The zoning permit is to allow us to build a 12-foot by 22-foot building, designed to house a booster pump. The pump would increase pressure along our pipeline to transport additional water. If the Court determines that our zoning permit should not be granted, our water withdrawal permit from MDEQ would not be impacted. NWNA would explore other options besides the booster pump building to transport water from the spring source to our load facility.
How can you ensure this additional withdrawal won’t have a negative impact on the water supply? How often will you monitor ground water and what will you be monitoring for?
We are currently in the process of reviewing all of the permit conditions (which include monitoring requirements) and developing our plans to ensure we meet each one. We look forward to continuing to work with the State on these important issues.
We already have a strong record of environmental stewardship in Michigan. For more than 16 years, Nestlé Waters has worked with independent, professional scientists to conduct regular and ongoing monitoring of groundwater, surface water and the local ecosystem to ensure the long-term sustainability of the shared water resources.

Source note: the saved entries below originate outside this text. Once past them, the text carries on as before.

/// Document operations against the remote store.
///
/// Implementors provide the four raw requests; [`replace`](Self::replace)
/// layers the not-found recovery on top of [`update`](Self::update).
#[async_trait]
pub trait RemoteDocumentClient: Send + Sync {
    /// Upload a new document.
    ///
    /// Returns `Ok(None)` when the store accepted the request but did not
    /// report an id. Callers treat that as a soft failure.
    async fn create(
        &self,
        content: &[u8],
        filename: &str,
        client_id: &str,
        metadata: Option<&DocumentMetadata>,
    ) -> SyncResult<Option<String>>;

    /// Overwrite an existing document in place.
    ///
    /// Must return [`SyncError::RemoteNotFound`] when the store no longer
    /// knows `document_id`.
    async fn update(
        &self,
        document_id: &str,
        content: &[u8],
        filename: &str,
        client_id: &str,
        metadata: Option<&DocumentMetadata>,
    ) -> SyncResult<Option<String>>;

    async fn fetch(&self, document_id: &str, client_id: &str) -> SyncResult<Value>;

    async fn list(&self, client_id: &str, page: u32, page_size: u32) -> SyncResult<Vec<Value>>;

    /// Replace a document, re-creating it if the store lost track of it.
    ///
    /// Returns the id the document lives under afterwards: the store's
    /// answer when it gives one, `document_id` when it does not, or the new
    /// id after a fallback create.
    async fn replace(
        &self,
        document_id: &str,
        content: &[u8],
        filename: &str,
        client_id: &str,
        metadata: Option<&DocumentMetadata>,
    ) -> SyncResult<Option<String>> {
        if document_id.trim().is_empty() {
            return Err(SyncError::MissingRequiredIdentifier {
                operation: "replace",
            });
        }

        match self
            .update(document_id, content, filename, client_id, metadata)
            .await
        {
            Ok(id) => Ok(Some(id.unwrap_or_else(|| document_id.to_string()))),
            Err(e) if e.is_not_found() => {
                tracing::info!(
                    client_id,
                    filename,
                    document_id,
                    "document missing on remote, uploading again"
                );
                self.create(content, filename, client_id, metadata).await
            }
            Err(e) => Err(e),
        }
    }
}

/// Access to the chat-bot resource itself (warm-up messages).
#[async_trait]
pub trait ChatbotClient: Send + Sync {
    /// Returns the chatbot's `body` object.
    async fn get_chatbot(&self, client_id: &str) -> SyncResult<Value>;

    async fn update_chatbot(&self, client_id: &str, body: &Value) -> SyncResult<()>;
}

/// Per-tenant identifiers and API key.
#[derive(Debug, Clone)]
pub struct ClientCredentials {
    pub chatbot_id: String,
    pub project_id: String,
    pub api_key: String,
}

/// HTTP implementation of [`RemoteDocumentClient`] and [`ChatbotClient`].
pub struct HttpDocumentClient {
    http: reqwest::Client,
    base_url: String,
    clients: BTreeMap<String, ClientCredentials>,
}

impl HttpDocumentClient {
    pub fn new(base_url: &str, timeout: Duration) -> SyncResult<Self> {
        let http = reqwest::Client::builder()
            .timeout(timeout)
            .build()
            .map_err(|e| SyncError::InvalidInput(format!("failed to build HTTP client: {}", e)))?;

        Ok(Self {
            http,
            base_url: base_url.trim_end_matches('/').to_string(),
            clients: BTreeMap::new(),
        })
    }

    /// Build a client for every configured tenant.
    ///
    /// API keys are read from the environment variable each client names.
    /// Clients whose variable is unset are skipped with a warning; calls
    /// for them fail with [`SyncError::UnknownClient`].
    pub fn from_config(config: &Config) -> SyncResult<Self> {
        let mut client = Self::new(
            &config.remote.base_url,
            Duration::from_secs(config.remote.timeout_secs),
        )?;

        for (id, c) in &config.clients {
            match std::env::var(&c.api_key_env) {
                Ok(api_key) => {
                    client = client.with_client(
                        id,
                        ClientCredentials {
                            chatbot_id: c.chatbot_id.clone(),
                            project_id: c.project_id.clone(),
                            api_key,
                        },
                    );
                }
                Err(_) => {
                    tracing::warn!(
                        client_id = %id,
                        env = %c.api_key_env,
                        "API key environment variable not set, client disabled"
                    );
                }
            }
        }

        Ok(client)
    }

    pub fn with_client(mut self, client_id: &str, credentials: ClientCredentials) -> Self {
        self.clients.insert(client_id.to_string(), credentials);
        self
    }

    fn credentials(&self, client_id: &str) -> SyncResult<&ClientCredentials> {
        self.clients
            .get(client_id)
            .ok_or_else(|| SyncError::UnknownClient(client_id.to_string()))
    }

    fn documents_url(&self, creds: &ClientCredentials) -> String {
        format!("{}/chatbot/{}/document", self.base_url, creds.chatbot_id)
    }

    fn chatbot_url(&self, creds: &ClientCredentials) -> String {
        format!("{}/chatbot/{}", self.base_url, creds.chatbot_id)
    }
}

/// Merge the fixed `{type, filename}` fields with caller metadata.
///
/// Caller-supplied keys override the fixed ones.
pub fn merge_metadata(filename: &str, metadata: Option<&DocumentMetadata>) -> Value {
    let mut merged = Map::new();
    merged.insert("type".to_string(), Value::from("file"));
    merged.insert("filename".to_string(), Value::from(filename));
    if let Some(extra) = metadata {
        for (k, v) in extra {
            merged.insert(k.clone(), v.clone());
        }
    }
    Value::Object(merged)
}

/// Detect the MIME type sent with the `file` part from the filename extension.
pub fn detect_content_type(filename: &str) -> &'static str {
    match filename.rsplit('.').next().map(|e| e.to_ascii_lowercase()) {
        Some(ext) => match ext.as_str() {
            "csv" => "text/csv",
            "json" => "application/json",
            "md" => "text/markdown",
            "txt" => "text/plain",
            "html" | "htm" => "text/html",
            "pdf" => "application/pdf",
            _ => "application/octet-stream",
        },
        None => "application/octet-stream",
    }
}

We conduct comprehensive environmental monitoring at our spring sources in Michigan.
We regularly collect data from more than 100 monitoring points in Michigan. We use this data to ensure that our withdrawals are sustainable and preserve a healthy ecosystem where we operate.
What about claims by opponents that you are trying to bankrupt Osceola Township by forcing them to go to court, and Nestlé Waters is using its deep corporate pockets to bully the small Township?
We are sensitive to the local government’s incurrence of legal fees, which is why we twice offered to delay or postpone our appeal until the MDEQ issued its decision on the withdrawal permit in an effort to help reduce the local government’s legal expenses. Unfortunately, these offers were refused by the Township.
We have been operating in Osceola Township for more than 16 years, and we believe the plan we proposed met the Township’s site plan and special land use standards. We exercised our legal rights by asking the Circuit Court to review our request.
From the beginning, our goal with this request has been to reduce, as much as possible, any impact to the local community and the environment. We believe the favorable Circuit Court ruling demonstrates that the structure to house the booster pump will be a positive contribution for the Township and add additional tax revenue to the Township.
Nestlé Waters has been a good neighbor to Osceola Township for many years. According to the Economic Impact Study we commissioned in 2017, in the five-county region of Kent, Mecosta, Montcalm, Newaygo and Osceola Counties, the company made an economic contribution (monies spent on wages, vendors, donations, etc.) of $18.6 million, including nearly $2.4 million in state and local taxes paid. In Osceola Township, a community of about 900 people, we have supported several meaningful community projects, including environmental cleanups along rivers and highways. We value our positive relationships with Township residents and community leaders and will always try to strengthen partnerships throughout the community.
Isn’t this new permit to increase your water withdrawal more or less seeking a reversal of this settlement with MCWC?
No. These are two completely different sites that are 40 miles apart, in different watersheds, different aquifers, different counties, and have different depths. This new permit was requested under a permitting program that did not exist in 2001.